EXERCISE REQUIREMENTS: Count how many lines of the data include the string "contains", then say that number and stop.

WORKING DATA:
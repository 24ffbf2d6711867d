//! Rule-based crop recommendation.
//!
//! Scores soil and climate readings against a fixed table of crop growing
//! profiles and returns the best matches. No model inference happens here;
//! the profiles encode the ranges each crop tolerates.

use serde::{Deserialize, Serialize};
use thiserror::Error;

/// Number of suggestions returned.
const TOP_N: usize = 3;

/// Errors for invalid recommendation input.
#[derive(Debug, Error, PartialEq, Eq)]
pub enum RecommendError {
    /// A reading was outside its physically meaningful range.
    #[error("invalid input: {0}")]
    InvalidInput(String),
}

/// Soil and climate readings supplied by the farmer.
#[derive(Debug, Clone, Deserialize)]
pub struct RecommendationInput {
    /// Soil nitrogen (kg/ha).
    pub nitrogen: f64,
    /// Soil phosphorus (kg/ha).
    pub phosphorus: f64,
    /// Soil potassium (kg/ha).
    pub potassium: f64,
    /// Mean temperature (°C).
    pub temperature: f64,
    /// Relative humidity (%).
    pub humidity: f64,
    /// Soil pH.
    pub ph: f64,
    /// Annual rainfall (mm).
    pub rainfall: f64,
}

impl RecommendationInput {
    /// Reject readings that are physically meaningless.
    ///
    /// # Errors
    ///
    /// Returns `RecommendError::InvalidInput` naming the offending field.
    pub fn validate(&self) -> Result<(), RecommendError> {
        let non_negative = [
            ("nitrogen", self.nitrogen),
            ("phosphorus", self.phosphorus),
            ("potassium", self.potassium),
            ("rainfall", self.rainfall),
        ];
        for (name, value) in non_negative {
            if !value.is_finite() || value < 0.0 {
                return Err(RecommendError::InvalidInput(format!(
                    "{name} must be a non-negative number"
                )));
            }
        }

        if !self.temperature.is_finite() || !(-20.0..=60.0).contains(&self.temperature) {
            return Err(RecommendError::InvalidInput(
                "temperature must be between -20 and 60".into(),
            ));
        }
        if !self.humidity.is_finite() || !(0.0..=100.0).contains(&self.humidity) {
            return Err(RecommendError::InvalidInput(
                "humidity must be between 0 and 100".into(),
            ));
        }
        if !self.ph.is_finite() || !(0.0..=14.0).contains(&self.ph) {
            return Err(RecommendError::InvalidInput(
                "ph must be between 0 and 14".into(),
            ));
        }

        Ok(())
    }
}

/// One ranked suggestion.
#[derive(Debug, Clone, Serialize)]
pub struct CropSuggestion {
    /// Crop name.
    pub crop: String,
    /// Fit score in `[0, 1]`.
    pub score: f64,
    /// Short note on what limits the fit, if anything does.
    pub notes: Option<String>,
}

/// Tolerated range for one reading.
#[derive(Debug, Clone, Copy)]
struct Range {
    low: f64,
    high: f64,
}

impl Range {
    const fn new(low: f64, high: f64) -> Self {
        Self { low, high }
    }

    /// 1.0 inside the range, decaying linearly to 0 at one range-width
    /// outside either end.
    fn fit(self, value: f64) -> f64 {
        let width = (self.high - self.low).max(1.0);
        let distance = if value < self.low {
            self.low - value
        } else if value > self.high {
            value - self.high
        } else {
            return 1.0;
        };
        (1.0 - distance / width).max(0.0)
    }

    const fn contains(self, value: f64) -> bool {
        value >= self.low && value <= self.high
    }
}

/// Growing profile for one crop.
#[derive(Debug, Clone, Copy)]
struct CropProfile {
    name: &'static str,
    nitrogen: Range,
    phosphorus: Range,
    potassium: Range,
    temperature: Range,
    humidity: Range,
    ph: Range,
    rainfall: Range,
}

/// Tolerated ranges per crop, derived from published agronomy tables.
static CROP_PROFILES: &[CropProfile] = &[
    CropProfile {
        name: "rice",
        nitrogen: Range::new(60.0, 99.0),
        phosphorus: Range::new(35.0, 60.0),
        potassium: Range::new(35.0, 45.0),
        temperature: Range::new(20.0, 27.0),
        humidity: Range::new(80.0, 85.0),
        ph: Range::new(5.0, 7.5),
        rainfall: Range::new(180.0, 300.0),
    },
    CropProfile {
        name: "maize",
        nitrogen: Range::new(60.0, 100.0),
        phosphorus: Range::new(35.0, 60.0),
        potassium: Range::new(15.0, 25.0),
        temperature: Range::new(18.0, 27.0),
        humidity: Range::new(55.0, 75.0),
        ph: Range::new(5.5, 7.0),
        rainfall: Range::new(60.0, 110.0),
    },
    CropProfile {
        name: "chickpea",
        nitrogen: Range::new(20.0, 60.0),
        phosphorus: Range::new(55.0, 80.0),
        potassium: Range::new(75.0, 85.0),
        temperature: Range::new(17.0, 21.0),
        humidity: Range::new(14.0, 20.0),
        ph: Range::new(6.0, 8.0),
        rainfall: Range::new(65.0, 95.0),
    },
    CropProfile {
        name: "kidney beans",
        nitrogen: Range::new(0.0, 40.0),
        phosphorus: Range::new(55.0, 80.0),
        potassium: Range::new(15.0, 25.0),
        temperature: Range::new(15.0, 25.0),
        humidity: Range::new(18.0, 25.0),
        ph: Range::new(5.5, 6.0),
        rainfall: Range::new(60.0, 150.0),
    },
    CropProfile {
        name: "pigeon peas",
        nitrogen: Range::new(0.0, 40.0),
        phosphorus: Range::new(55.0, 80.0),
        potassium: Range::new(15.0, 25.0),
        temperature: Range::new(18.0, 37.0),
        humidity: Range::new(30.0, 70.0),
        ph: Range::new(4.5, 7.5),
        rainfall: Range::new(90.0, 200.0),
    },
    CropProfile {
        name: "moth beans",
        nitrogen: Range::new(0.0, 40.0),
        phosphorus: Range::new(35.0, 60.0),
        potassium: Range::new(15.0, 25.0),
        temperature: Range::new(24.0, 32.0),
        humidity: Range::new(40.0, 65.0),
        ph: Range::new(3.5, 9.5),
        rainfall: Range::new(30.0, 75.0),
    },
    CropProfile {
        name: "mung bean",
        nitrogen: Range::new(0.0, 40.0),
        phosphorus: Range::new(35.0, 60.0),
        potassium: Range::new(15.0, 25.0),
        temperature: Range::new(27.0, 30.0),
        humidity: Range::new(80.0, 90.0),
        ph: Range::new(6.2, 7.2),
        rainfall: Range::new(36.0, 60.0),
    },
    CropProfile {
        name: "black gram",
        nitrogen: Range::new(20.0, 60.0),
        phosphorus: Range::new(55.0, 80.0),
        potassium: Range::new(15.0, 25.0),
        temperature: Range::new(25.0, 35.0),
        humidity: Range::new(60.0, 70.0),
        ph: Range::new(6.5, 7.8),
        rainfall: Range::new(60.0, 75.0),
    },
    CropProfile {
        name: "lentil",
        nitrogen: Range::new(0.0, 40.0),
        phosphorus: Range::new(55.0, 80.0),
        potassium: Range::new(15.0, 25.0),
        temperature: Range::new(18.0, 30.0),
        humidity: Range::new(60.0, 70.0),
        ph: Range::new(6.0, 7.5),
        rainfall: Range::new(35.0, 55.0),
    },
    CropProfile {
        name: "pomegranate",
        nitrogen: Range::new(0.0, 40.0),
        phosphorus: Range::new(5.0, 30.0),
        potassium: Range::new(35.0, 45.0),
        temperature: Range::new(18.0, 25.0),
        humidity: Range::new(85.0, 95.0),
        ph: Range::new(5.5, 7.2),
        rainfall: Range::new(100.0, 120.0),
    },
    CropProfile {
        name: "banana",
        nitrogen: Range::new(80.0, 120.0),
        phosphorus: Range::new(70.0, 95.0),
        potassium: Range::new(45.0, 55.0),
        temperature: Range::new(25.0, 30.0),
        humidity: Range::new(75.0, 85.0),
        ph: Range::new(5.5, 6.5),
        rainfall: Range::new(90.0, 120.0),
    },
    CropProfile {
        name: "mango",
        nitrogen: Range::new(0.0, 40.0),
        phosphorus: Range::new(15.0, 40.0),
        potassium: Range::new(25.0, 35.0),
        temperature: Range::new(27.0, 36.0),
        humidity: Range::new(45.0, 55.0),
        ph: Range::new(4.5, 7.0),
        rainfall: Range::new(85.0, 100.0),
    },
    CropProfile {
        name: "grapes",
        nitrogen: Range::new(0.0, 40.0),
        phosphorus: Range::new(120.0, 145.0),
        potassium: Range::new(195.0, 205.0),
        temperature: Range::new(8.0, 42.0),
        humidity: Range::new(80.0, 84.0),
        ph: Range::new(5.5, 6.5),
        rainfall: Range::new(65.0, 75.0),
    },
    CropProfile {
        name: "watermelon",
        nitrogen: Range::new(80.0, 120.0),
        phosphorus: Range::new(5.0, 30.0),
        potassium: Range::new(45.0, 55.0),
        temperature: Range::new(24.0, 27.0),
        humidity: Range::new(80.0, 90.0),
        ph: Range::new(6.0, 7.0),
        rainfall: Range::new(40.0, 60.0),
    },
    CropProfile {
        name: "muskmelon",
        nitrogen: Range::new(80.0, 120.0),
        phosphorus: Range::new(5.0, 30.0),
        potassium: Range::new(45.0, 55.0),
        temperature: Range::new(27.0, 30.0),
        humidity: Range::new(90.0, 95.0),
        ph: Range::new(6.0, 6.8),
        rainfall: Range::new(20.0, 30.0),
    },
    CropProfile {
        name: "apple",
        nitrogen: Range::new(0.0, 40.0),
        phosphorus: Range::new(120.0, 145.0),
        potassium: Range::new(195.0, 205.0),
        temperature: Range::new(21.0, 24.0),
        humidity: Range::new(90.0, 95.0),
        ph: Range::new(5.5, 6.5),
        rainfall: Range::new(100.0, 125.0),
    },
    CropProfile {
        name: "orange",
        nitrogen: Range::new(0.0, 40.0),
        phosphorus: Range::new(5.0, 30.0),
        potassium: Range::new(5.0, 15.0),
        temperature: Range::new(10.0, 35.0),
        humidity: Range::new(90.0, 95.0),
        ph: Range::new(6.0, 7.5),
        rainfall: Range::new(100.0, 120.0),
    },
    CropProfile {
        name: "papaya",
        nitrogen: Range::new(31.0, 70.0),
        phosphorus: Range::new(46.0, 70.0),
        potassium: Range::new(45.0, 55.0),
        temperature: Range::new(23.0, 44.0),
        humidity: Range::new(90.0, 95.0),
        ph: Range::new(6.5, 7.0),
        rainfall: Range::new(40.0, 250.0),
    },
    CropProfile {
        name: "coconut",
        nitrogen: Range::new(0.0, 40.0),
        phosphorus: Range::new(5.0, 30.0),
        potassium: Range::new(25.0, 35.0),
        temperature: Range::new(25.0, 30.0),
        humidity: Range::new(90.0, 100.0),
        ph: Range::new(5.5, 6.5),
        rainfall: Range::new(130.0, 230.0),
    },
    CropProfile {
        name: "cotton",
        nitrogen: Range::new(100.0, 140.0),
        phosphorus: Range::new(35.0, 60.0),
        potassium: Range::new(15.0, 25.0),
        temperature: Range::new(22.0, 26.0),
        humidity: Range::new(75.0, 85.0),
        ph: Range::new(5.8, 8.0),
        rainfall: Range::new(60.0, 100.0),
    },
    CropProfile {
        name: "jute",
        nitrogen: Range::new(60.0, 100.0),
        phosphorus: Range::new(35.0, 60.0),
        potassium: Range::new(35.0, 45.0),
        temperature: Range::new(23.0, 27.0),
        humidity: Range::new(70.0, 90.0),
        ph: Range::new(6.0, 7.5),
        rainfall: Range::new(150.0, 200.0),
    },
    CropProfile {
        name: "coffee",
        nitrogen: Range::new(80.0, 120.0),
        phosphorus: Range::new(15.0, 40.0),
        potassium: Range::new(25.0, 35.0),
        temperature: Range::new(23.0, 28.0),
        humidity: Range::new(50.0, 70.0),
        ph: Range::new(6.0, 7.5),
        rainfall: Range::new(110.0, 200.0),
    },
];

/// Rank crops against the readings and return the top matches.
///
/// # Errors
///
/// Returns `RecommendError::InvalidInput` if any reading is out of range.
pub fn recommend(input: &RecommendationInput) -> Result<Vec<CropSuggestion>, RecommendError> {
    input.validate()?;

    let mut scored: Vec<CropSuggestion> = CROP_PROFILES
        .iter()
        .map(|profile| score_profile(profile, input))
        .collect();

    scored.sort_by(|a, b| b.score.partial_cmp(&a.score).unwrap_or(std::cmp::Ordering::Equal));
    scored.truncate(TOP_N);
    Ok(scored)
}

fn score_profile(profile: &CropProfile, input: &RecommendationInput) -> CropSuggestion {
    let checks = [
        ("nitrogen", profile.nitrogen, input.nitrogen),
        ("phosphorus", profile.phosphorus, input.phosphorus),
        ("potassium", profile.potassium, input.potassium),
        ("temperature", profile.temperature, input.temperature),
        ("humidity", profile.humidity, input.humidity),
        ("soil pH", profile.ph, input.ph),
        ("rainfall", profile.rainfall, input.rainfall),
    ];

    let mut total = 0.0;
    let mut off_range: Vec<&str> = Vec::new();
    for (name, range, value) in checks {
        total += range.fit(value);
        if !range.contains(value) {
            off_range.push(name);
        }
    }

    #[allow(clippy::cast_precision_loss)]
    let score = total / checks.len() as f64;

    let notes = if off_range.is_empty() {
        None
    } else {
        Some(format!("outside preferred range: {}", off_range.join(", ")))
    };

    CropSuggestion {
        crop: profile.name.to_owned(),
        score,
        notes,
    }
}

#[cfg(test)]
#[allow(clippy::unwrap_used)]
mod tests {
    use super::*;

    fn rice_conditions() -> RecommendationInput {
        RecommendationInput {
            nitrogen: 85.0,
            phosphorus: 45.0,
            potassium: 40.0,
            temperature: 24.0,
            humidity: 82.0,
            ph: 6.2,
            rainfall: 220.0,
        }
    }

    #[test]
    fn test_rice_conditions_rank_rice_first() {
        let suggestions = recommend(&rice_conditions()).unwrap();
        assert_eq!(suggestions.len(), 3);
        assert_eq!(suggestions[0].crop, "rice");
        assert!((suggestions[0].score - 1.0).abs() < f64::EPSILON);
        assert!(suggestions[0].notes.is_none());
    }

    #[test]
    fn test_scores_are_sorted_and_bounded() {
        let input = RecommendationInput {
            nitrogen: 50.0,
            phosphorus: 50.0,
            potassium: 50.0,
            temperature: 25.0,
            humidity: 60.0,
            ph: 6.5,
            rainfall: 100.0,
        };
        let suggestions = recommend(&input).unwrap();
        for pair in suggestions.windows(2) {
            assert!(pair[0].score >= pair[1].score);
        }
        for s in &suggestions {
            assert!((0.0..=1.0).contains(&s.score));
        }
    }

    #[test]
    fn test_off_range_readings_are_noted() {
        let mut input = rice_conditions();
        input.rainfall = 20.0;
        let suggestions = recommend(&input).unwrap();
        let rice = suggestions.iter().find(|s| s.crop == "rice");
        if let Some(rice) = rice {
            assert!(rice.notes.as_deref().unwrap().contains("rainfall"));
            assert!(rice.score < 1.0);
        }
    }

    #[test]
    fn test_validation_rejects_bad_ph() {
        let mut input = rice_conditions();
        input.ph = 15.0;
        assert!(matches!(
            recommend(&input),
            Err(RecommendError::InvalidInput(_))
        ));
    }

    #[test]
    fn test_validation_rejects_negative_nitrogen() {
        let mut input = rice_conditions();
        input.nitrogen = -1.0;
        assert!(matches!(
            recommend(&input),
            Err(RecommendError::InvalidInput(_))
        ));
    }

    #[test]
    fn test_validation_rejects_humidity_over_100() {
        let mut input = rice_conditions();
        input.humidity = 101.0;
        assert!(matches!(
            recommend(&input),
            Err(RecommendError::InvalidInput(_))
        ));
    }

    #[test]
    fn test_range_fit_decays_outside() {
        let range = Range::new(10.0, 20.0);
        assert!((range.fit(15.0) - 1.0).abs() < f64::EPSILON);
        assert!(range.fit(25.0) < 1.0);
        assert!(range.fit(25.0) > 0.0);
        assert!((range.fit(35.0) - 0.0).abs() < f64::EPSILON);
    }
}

OUTPUT OF THE EXERCISE: 7